** Opening Exercise data block **

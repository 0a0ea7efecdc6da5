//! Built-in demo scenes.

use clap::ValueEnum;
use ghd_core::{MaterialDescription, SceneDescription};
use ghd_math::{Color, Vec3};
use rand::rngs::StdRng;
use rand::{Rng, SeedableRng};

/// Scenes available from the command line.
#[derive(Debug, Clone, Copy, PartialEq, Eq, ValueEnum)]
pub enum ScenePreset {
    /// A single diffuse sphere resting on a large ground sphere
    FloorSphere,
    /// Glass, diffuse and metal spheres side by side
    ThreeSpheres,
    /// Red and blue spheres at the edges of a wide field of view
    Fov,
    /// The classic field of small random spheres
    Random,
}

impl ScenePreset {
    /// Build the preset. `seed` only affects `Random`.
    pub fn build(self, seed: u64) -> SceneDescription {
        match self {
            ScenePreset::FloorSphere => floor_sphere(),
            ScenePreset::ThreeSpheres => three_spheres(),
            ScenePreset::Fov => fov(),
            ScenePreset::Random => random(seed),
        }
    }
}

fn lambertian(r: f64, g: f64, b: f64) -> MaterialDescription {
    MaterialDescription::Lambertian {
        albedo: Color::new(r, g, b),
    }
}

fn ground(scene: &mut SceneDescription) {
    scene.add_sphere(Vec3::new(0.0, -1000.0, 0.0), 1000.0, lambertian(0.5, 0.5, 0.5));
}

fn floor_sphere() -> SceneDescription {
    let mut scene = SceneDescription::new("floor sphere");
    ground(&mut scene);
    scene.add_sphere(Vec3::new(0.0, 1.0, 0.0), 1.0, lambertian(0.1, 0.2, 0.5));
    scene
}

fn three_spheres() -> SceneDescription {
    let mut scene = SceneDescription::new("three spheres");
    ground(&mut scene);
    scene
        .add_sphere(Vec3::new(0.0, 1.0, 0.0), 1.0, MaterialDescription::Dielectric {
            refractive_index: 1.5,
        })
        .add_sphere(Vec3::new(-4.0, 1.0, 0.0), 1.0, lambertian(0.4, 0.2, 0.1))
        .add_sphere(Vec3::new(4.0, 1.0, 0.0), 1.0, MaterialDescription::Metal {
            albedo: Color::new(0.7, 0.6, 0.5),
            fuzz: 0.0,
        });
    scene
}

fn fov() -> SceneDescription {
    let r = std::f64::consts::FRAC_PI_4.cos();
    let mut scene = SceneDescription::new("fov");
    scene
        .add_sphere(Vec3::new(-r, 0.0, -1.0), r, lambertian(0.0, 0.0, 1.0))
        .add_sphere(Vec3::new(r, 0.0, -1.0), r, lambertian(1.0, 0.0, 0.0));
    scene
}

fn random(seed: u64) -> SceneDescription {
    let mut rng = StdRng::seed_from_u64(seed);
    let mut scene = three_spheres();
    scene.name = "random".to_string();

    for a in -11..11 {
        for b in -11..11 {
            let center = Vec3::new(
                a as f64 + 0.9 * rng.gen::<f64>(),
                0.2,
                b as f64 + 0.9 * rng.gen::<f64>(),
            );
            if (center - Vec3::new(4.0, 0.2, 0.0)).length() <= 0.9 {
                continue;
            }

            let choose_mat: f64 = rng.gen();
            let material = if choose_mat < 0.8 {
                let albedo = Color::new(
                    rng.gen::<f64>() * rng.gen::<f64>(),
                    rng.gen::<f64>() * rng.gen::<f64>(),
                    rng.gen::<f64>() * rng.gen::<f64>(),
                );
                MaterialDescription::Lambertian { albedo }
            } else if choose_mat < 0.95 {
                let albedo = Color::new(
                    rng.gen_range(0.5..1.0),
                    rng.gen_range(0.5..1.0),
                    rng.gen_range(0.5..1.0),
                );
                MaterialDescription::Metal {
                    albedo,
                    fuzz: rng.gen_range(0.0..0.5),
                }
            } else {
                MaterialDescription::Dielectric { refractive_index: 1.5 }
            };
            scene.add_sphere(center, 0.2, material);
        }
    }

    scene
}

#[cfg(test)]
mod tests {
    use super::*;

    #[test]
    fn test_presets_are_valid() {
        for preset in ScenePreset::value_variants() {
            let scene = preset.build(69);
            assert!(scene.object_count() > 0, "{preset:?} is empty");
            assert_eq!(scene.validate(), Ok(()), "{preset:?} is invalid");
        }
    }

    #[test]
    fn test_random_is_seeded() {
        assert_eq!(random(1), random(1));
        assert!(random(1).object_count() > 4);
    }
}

** Closing Exercise data block **

Line count for the string "ValueEnum": please say how many lines in the entries above contain it, with no other words.

[Solution to this exercise]:
2